Each line of the data below that contains "Debug" must be copied.

[Start of section]

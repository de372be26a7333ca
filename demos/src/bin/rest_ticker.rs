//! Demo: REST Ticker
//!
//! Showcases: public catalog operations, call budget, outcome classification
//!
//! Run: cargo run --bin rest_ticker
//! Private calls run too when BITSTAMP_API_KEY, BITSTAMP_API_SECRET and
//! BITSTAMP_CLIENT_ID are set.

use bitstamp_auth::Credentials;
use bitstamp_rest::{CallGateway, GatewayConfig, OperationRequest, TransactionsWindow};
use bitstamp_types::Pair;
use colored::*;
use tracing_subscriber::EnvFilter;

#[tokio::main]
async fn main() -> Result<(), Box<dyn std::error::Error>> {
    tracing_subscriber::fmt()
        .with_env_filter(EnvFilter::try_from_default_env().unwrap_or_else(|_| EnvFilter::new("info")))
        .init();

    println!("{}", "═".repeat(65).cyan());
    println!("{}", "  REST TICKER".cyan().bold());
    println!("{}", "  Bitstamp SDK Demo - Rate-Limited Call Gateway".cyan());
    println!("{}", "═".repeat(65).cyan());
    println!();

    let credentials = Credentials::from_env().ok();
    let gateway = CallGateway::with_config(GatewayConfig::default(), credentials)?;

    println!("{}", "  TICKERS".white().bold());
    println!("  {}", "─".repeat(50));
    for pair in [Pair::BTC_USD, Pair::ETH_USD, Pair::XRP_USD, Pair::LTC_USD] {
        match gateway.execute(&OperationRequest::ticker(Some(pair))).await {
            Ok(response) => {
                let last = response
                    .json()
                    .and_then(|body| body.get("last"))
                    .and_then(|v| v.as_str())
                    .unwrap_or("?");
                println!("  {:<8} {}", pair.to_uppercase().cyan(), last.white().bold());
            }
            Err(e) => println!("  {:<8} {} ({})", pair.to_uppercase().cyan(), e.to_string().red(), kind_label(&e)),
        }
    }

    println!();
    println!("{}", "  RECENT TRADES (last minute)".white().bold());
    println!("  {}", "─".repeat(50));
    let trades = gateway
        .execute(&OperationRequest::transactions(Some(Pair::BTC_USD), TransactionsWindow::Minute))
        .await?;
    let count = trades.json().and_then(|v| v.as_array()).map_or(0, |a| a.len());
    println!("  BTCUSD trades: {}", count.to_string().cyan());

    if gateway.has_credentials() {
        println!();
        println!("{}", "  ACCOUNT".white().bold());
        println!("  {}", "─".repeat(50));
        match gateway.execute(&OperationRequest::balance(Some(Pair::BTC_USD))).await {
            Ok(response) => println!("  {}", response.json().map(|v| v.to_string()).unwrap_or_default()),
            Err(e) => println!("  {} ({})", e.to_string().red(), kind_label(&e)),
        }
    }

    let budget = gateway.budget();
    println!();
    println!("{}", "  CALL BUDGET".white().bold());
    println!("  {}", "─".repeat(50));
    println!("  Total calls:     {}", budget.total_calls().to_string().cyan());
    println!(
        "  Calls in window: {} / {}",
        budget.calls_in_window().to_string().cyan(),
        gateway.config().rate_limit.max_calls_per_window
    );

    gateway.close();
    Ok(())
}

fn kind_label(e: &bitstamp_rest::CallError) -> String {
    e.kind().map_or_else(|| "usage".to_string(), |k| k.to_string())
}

[End of section]
[Start of section]

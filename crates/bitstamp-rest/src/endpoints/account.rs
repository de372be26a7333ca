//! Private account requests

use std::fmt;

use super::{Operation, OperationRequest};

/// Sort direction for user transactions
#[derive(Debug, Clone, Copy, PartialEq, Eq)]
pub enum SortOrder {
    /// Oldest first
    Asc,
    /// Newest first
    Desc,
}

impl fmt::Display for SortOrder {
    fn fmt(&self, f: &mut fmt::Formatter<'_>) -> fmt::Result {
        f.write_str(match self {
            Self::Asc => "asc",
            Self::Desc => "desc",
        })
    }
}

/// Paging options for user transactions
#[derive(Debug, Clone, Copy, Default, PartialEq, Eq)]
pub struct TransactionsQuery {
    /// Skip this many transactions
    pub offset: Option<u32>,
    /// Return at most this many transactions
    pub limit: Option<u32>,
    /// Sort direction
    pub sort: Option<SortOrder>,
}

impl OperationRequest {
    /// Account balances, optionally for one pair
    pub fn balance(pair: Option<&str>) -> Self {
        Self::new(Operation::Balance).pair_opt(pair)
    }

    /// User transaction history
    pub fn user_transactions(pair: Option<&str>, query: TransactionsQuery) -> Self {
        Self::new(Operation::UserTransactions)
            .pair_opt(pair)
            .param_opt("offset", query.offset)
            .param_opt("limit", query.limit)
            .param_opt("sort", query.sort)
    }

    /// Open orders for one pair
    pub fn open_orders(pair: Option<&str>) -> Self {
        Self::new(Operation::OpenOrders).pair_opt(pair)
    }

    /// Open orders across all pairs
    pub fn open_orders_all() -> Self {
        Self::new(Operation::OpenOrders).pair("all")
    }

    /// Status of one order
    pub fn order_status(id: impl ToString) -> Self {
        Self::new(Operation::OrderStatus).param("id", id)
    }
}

[End of section]

— COMPLETED EXERCISE —
#[derive(Debug, Clone, Copy, PartialEq, Eq)]
#[derive(Debug, Clone, Copy, Default, PartialEq, Eq)]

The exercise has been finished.